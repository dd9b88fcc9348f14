pub mod attribute;
pub mod probe;
pub mod walker;
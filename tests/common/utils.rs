#![allow(dead_code)]

use stein::{
    ax::attribute,
    menubar::extra_model::DiscoveredExtra,
    platform::{
        fixture::{FixtureDesktop, FixtureNode, FixtureSpec},
        process::ActivationPolicy,
    },
    state::state_model::ManagedItem,
};
use uuid::Uuid;

pub const CURRENT_PID: i32 = 1;
pub const SYSTEM_UI_PID: i32 = 88;
pub const CONTROL_CENTER_PID: i32 = 90;
pub const DROPBOX_PID: i32 = 412;

/// A togglable menu-bar item owned by whoever owns its parent.
pub fn menu_item(title: &str) -> FixtureNode {
    FixtureNode::new("AXMenuBarItem")
        .title(title)
        .attr(attribute::HIDDEN, false)
        .settable(attribute::HIDDEN)
}

/// `AXApplication` root whose `AXMenuBar` attribute points at a bar holding `items`.
pub fn host_tree(items: Vec<FixtureNode>) -> FixtureNode {
    let bar = items
        .into_iter()
        .fold(FixtureNode::new("AXMenuBar").exposed_as(attribute::MENU_BAR), |bar, item| bar.child(item));
    FixtureNode::new("AXApplication").child(bar)
}

/// SystemUIServer hosting `items`.
pub fn system_ui(items: Vec<FixtureNode>) -> FixtureSpec {
    FixtureSpec::new().process(
        SYSTEM_UI_PID,
        "com.apple.systemuiserver",
        "SystemUIServer",
        ActivationPolicy::Accessory,
        Some(host_tree(items)),
    )
}

/// The running Dropbox agent (accessory, no tree of its own).
pub fn with_dropbox(spec: FixtureSpec) -> FixtureSpec {
    spec.process(DROPBOX_PID, "com.getdropbox.dropbox", "Dropbox", ActivationPolicy::Accessory, None)
}

/// SystemUIServer with Wi-Fi and Clock, plus a Dropbox extra it hosts for pid 412.
pub fn standard_desktop() -> FixtureDesktop {
    FixtureDesktop::new(with_dropbox(system_ui(vec![
        menu_item("Wi-Fi"),
        menu_item("Clock"),
        FixtureNode::new("AXMenuExtra")
            .title("Dropbox")
            .attr(attribute::IDENTIFIER, "com.getdropbox.dropbox.status")
            .attr(attribute::HIDDEN, false)
            .settable(attribute::HIDDEN)
            .owned_by(DROPBOX_PID),
    ])))
}

/// A catalog entry that mirrors a scan result.
pub fn managed(extra: &DiscoveredExtra, visible: bool) -> ManagedItem {
    ManagedItem {
        id: Uuid::new_v4(),
        title: extra.title.clone(),
        is_visible: visible,
        group_id: None,
        owning_process_id: Some(extra.owning_process_id),
        ax_identifier: Some(extra.stable_identifier.clone()),
        can_toggle_system_visibility: extra.can_toggle_visibility,
        demoted: false,
    }
}

pub fn extra(title: &str, pid: i32, togglable: bool) -> DiscoveredExtra {
    DiscoveredExtra {
        title: title.into(),
        owning_process_id: pid,
        stable_identifier: format!("AXMenuBarItem::{}", title.to_lowercase()),
        can_toggle_visibility: togglable,
    }
}

pub fn find<'a>(extras: &'a [DiscoveredExtra], title: &str) -> &'a DiscoveredExtra {
    extras
        .iter()
        .find(|e| e.title == title)
        .unwrap_or_else(|| panic!("no extra titled '{title}' in {extras:?}"))
}

/// The sample desktop shipped under `demos/`.
pub fn demo_desktop() -> FixtureDesktop {
    let base = std::env::current_dir().unwrap();
    FixtureDesktop::load(&base.join("demos").join("desktop.yaml")).unwrap()
}
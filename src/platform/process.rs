use serde::{Deserialize, Serialize};

use crate::ax::attribute::ProcessId;

/// How a running application presents itself to the user.
#[derive(Debug, Clone, Copy, PartialEq, Eq, Serialize, Deserialize)]
#[serde(rename_all = "snake_case")]
pub enum ActivationPolicy {
    /// Dock icon and regular windows.
    Regular,
    /// No Dock icon; may own windows and menu-bar extras.
    Accessory,
    /// Background only.
    Prohibited,
}

/// A process as reported by the platform's process registry.
#[derive(Debug, Clone, PartialEq, Serialize, Deserialize)]
pub struct RunningProcess {
    pub pid: ProcessId,

    #[serde(default)]
    pub bundle_id: Option<String>,

    /// Localized display name.
    #[serde(default)]
    pub name: Option<String>,

    pub activation_policy: ActivationPolicy,

    /// Bundle declares itself an agent with no Dock presence (LSUIElement).
    #[serde(default)]
    pub ui_element_only: bool,
}

impl RunningProcess {
    /// Behaves like a menu-bar-only helper: no regular window or Dock presence.
    pub fn is_accessory_style(&self) -> bool {
        match self.activation_policy {
            ActivationPolicy::Accessory => true,
            ActivationPolicy::Regular => self.ui_element_only,
            ActivationPolicy::Prohibited => false,
        }
    }

    pub fn has_bundle_id(&self, bundle_id: &str) -> bool {
        self.bundle_id.as_deref() == Some(bundle_id)
    }
}

pub trait ProcessRegistry {
    fn running_processes(&self) -> Vec<RunningProcess>;

    fn current_pid(&self) -> ProcessId;

    fn display_name(&self, pid: ProcessId) -> Option<String> {
        self.running_processes()
            .into_iter()
            .find(|p| p.pid == pid)
            .and_then(|p| p.name)
            .filter(|n| !n.trim().is_empty())
    }
}

pub trait PermissionOracle {
    fn permission_granted(&self) -> bool;

    /// Fire-and-forget: asks the OS to show its consent dialog.
    fn request_permission_prompt(&self);
}
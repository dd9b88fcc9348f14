use uuid::Uuid;

use crate::error::SteinError;
use crate::menubar::engine::MenuBarEngine;
use crate::menubar::extra_model::MutationOutcome;
use crate::platform::Desktop;
use crate::state::store::AppStateStore;

#[derive(Debug, Clone, Copy, PartialEq, Eq)]
pub enum ApplyOutcome {
    /// The live element now shows the requested state.
    Applied(&'static str),
    /// The change could not be verified; the item is no longer togglable.
    Demoted,
    /// Placeholder or already-demoted item: only the intent was recorded.
    IntentOnly,
    /// Accessibility permission is missing: intent recorded, screen and
    /// controllability untouched.
    PermissionMissing,
}

/// Record the user's intent for one item and push it to the live element
/// when the item is controllable. A failed change demotes the item but
/// keeps the intent.
pub fn apply_visibility<D: Desktop>(
    store: &mut AppStateStore,
    engine: &MenuBarEngine<'_, D>,
    id: Uuid,
    visible: bool,
) -> Result<(ApplyOutcome, MutationOutcome), SteinError> {
    store.set_visibility(id, visible)?;
    push_to_screen(store, engine, id, visible)
}

/// Global toggle: flip the switch, then push every item's new intent.
pub fn apply_toggle_all<D: Desktop>(
    store: &mut AppStateStore,
    engine: &MenuBarEngine<'_, D>,
) -> Result<Vec<(Uuid, ApplyOutcome)>, SteinError> {
    let visible = store.toggle_all_managed_items()?;
    let ids: Vec<Uuid> = store.state().items.iter().map(|i| i.id).collect();

    let mut outcomes = Vec::with_capacity(ids.len());
    for id in ids {
        let (outcome, _) = push_to_screen(store, engine, id, visible)?;
        outcomes.push((id, outcome));
    }
    Ok(outcomes)
}

fn push_to_screen<D: Desktop>(
    store: &mut AppStateStore,
    engine: &MenuBarEngine<'_, D>,
    id: Uuid,
    visible: bool,
) -> Result<(ApplyOutcome, MutationOutcome), SteinError> {
    let item = store
        .item(id)
        .cloned()
        .ok_or_else(|| SteinError::ItemNotFound(id.to_string()))?;

    if !item.is_system_backed() || !item.can_toggle_system_visibility {
        return Ok((ApplyOutcome::IntentOnly, MutationOutcome::failed()));
    }

    if !engine.permission_granted() {
        log::warn!("accessibility permission not granted; '{}' left as is on screen", item.title);
        return Ok((ApplyOutcome::PermissionMissing, MutationOutcome::failed()));
    }

    let mutation = engine.set_visibility_detailed(&item, visible);
    match mutation.strategy {
        Some(strategy) if mutation.verified => Ok((ApplyOutcome::Applied(strategy), mutation)),
        _ => {
            store.demote(id)?;
            Ok((ApplyOutcome::Demoted, mutation))
        }
    }
}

****************************************

Your objective :: Retype only this portion of the data above: the line containing "Ok(outcomes)", the line containing "store.demote(id)?;", and all lines between them, exactly.

Response ::
    Ok(outcomes)
}

fn push_to_screen<D: Desktop>(
    store: &mut AppStateStore,
    engine: &MenuBarEngine<'_, D>,
    id: Uuid,
    visible: bool,
) -> Result<(ApplyOutcome, MutationOutcome), SteinError> {
    let item = store
        .item(id)
        .cloned()
        .ok_or_else(|| SteinError::ItemNotFound(id.to_string()))?;

    if !item.is_system_backed() || !item.can_toggle_system_visibility {
        return Ok((ApplyOutcome::IntentOnly, MutationOutcome::failed()));
    }

    if !engine.permission_granted() {
        log::warn!("accessibility permission not granted; '{}' left as is on screen", item.title);
        return Ok((ApplyOutcome::PermissionMissing, MutationOutcome::failed()));
    }

    let mutation = engine.set_visibility_detailed(&item, visible);
    match mutation.strategy {
        Some(strategy) if mutation.verified => Ok((ApplyOutcome::Applied(strategy), mutation)),
        _ => {
            store.demote(id)?;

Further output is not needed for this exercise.